Vulnérabilité et débordement. Sur Hedda, une pièce de Sigrid Carré-Lecointre

Hedda • Crédits : Sylvain Bouttet

En France, en 2019, 146 femmes ont été tuées par leur conjoint ou ex-compagnon. Un phénomène désormais largement médiatisé par les associations féministes. En rendant la sphère privée « politique », le deuxième féminisme a montré que le terme de « faits divers » était inadapté pour caractériser les violences faites aux femmes. Rendus publics, les cas de femmes battues témoignent de la violence systématique dont les femmes sont victimes en raison de leur statut au sein de la société. Aux premiers abords, Hedda, pièce écrite et mise en scène par Sigrid Carré- Lecointre et Lena Paugaum (qui en est également l’interprète principale) poursuit cette même ambition : rendre visible et donc politiser l’histoire singulière d’une femme victime de violences. Interrogée à ce sujet, Lena Paugaum précise néanmoins que Hedda  « n’est pas une pièce sur les violences faites aux femmes ». La pièce, qui a rencontré un accueil remarqué à Avignon en 2019, a été reprogrammée en juin pour la ré-ouverture du théâtre de Belleville. Elle s’attaque avec poésie et diligence aux méandres psychologiques de la violence domestique. En refusant la condamnation morale, Hedda ouvre un espace où la compréhension flirte avec le malaise et fait du théâtre un laboratoire pour produire une analyse positive de l’oppression.
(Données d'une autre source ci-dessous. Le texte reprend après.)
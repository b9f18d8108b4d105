//! In-memory agent registry
//!
//! The registry is the single synchronization point shared between tasks.
//! Every status change goes through a compare-and-set under its lock, which is
//! what guarantees an agent is never busy for two tasks at once.

use parking_lot::RwLock;
use std::collections::{HashMap, HashSet};

use crate::{
    AgentId, CoreError, Result, TaskId,
    agent::{Agent, AgentStatus, PerformanceRecord},
    error::ConfigError,
};

#[derive(Debug, Default)]
struct RegistryInner {
    /// Registration order; selection tie-breaks depend on it
    agents: Vec<Agent>,
    index: HashMap<AgentId, usize>,
    slugs: HashMap<String, usize>,
}

impl RegistryInner {
    fn get(&self, id: &AgentId) -> Result<&Agent> {
        self.index
            .get(id)
            .map(|&i| &self.agents[i])
            .ok_or_else(|| CoreError::agent_not_found(id.to_string()))
    }

    fn get_mut(&mut self, id: &AgentId) -> Result<&mut Agent> {
        match self.index.get(id) {
            Some(&i) => Ok(&mut self.agents[i]),
            None => Err(CoreError::agent_not_found(id.to_string())),
        }
    }
}

#[derive(Debug, Default)]
pub struct AgentRegistry {
    inner: RwLock<RegistryInner>,
}

impl AgentRegistry {
    pub fn new() -> Self {
        Self::default()
    }

    pub fn from_agents(agents: impl IntoIterator<Item = Agent>) -> Result<Self> {
        let registry = Self::new();
        for agent in agents {
            registry.register(agent)?;
        }
        Ok(registry)
    }

    /// Add an agent. Ids and slugs must be unique.
    pub fn register(&self, agent: Agent) -> Result<AgentId> {
        let mut inner = self.inner.write();

        if inner.index.contains_key(&agent.id) || inner.slugs.contains_key(&agent.slug) {
            return Err(CoreError::ConfigurationError {
                config_path: "registry".to_string(),
                field: "agents".to_string(),
                expected: "unique agent ids and slugs".to_string(),
                cause: ConfigError::Invalid(format!("duplicate agent '{}'", agent.slug)),
            });
        }

        let id = agent.id;
        let position = inner.agents.len();
        inner.index.insert(id, position);
        inner.slugs.insert(agent.slug.clone(), position);
        tracing::debug!("Registered agent {} ({})", agent.slug, id);
        inner.agents.push(agent);

        Ok(id)
    }

    pub fn len(&self) -> usize {
        self.inner.read().agents.len()
    }

    pub fn is_empty(&self) -> bool {
        self.len() == 0
    }

    /// Snapshot of every agent in registration order
    pub fn list(&self) -> Vec<Agent> {
        self.inner.read().agents.clone()
    }

    /// Agents whose specialties include `tag`
    pub fn by_capability(&self, tag: &str) -> Vec<Agent> {
        self.inner
            .read()
            .agents
            .iter()
            .filter(|agent| agent.has_specialty(tag))
            .cloned()
            .collect()
    }

    pub fn get(&self, id: &AgentId) -> Result<Agent> {
        self.inner.read().get(id).cloned()
    }

    pub fn get_by_slug(&self, slug: &str) -> Result<Agent> {
        let inner = self.inner.read();
        inner
            .slugs
            .get(slug)
            .map(|&i| inner.agents[i].clone())
            .ok_or_else(|| CoreError::agent_not_found(slug))
    }

    pub fn status(&self, id: &AgentId) -> Result<AgentStatus> {
        self.inner.read().get(id).map(|agent| agent.status)
    }

    /// Compare-and-set status transition
    ///
    /// Fails with `StatusConflict` when the agent's current status is not
    /// `expected`, or when `expected -> next` is not a legal transition.
    pub fn set_status(&self, id: &AgentId, expected: AgentStatus, next: AgentStatus) -> Result<()> {
        let mut inner = self.inner.write();
        let agent = inner.get_mut(id)?;

        if agent.status != expected || !expected.can_transition_to(&next) {
            tracing::warn!(
                "Rejected status change for {}: is {}, expected {}, requested {}",
                agent.slug,
                agent.status,
                expected,
                next
            );
            return Err(CoreError::status_conflict(
                id,
                agent.status.to_string(),
                expected.to_string(),
                format!("set_status({})", next),
            ));
        }

        agent.status = next;
        Ok(())
    }

    /// Select agents for `task_id` and mark them busy in one atomic step
    ///
    /// `select` sees a snapshot of all agents in registration order and
    /// returns the chosen ids best first. Either every chosen agent moves
    /// from idle to busy, or nothing changes.
    pub fn claim<F>(&self, task_id: TaskId, select: F) -> Result<Vec<Agent>>
    where
        F: FnOnce(&[Agent]) -> Result<Vec<AgentId>>,
    {
        let mut inner = self.inner.write();
        let chosen = select(&inner.agents)?;

        let busy = AgentStatus::Busy { task_id };
        let mut seen = HashSet::with_capacity(chosen.len());
        for id in &chosen {
            let agent = inner.get(id)?;
            if !seen.insert(*id) || !agent.status.can_transition_to(&busy) {
                return Err(CoreError::status_conflict(
                    id,
                    agent.status.to_string(),
                    AgentStatus::Idle.to_string(),
                    format!("claim for {}", task_id),
                ));
            }
        }

        let mut claimed = Vec::with_capacity(chosen.len());
        for id in &chosen {
            let agent = inner.get_mut(id)?;
            agent.status = busy;
            claimed.push(agent.clone());
        }

        Ok(claimed)
    }

    /// Return agents still busy for `task_id` to idle
    ///
    /// Agents that have already moved on (released, or busy for another
    /// task) are left alone. Returns how many were released.
    pub fn release(&self, task_id: &TaskId, agents: &[AgentId]) -> usize {
        let mut inner = self.inner.write();
        let mut released = 0;
        for id in agents {
            if let Ok(agent) = inner.get_mut(id) {
                if agent.current_task() == Some(*task_id) {
                    agent.status = AgentStatus::Idle;
                    released += 1;
                }
            }
        }
        released
    }

    /// Apply a performance update and release the agent, if it is still busy
    /// for `task_id`
    pub(crate) fn settle<F>(&self, task_id: &TaskId, id: &AgentId, update: F) -> bool
    where
        F: FnOnce(&mut PerformanceRecord),
    {
        let mut inner = self.inner.write();
        match inner.get_mut(id) {
            Ok(agent) if agent.current_task() == Some(*task_id) => {
                update(&mut agent.performance);
                agent.status = AgentStatus::Idle;
                true
            }
            _ => false,
        }
    }
}

/// Releases a task's agents when dropped
///
/// Held by the execution for its whole lifetime so that agents go back to
/// idle on every exit path, including a panic or an aborted runtime task.
pub(crate) struct AgentLease {
    registry: std::sync::Arc<AgentRegistry>,
    task_id: TaskId,
    agents: Vec<AgentId>,
}

impl AgentLease {
    pub(crate) fn new(
        registry: std::sync::Arc<AgentRegistry>,
        task_id: TaskId,
        agents: Vec<AgentId>,
    ) -> Self {
        Self {
            registry,
            task_id,
            agents,
        }
    }
}

impl Drop for AgentLease {
    fn drop(&mut self) {
        let released = self.registry.release(&self.task_id, &self.agents);
        if released > 0 {
            tracing::debug!(
                "Lease for task {} released {} agent(s)",
                self.task_id,
                released
            );
        }
    }
}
Une mise en scène qui fait écho aux analyses d’Elsa Dorlin sur la vulnérabilité et interroge le rapport que le théâtre peut entretenir avec le politique. 


Hedda raconte l’histoire de Hedda Nussbaum, une éditrice victime d’un mari violent et accusée en 1987 du meurtre de sa petite fille. Le procès très médiatisé, avait créé un point de crispation dans le débat public : le meurtre tragique de la petite Lisa semblait jurer avec le cadre ordinaire dans lequel évoluait cette mère de deux enfants adoptifs, issue de la classe moyenne.

De cette affaire, Sigrid Carré-Lecointre tire un monologue à la trame volontairement simplifiée. Pour l’auteure, la reprise du fait divers ne doit pas enfermer le processus créatif dans l’excuse, l’évitement ou le dédouanement. « Alors que nous commencions les répétitions, cette surenchère a fini par nous placer, Lena Paugaum et moi-même, dans une froideur désabusée face à l’histoire »[1]. Sigrid Carré-Lecointre a choisi de raconter l’histoire de Hedda sous les traits d’une jeune femme timide, qui rencontre un avocat sûr de lui, avec qui elle va s’installer et avoir un enfant. Laissant de côté le meurtre de la petite fille, la pièce se concentre sur la rencontre amoureuse et sur la manière par laquelle « la violence peut naître dans l’amour, comment elle parvient à s’en nourrir. Ou plus exactement comment l’un et l’autre finissent par devenir interdépendants »[2]. En d’autres termes, en quoi la violence naît de rapports sociaux plutôt que d’une responsabilité individuelle.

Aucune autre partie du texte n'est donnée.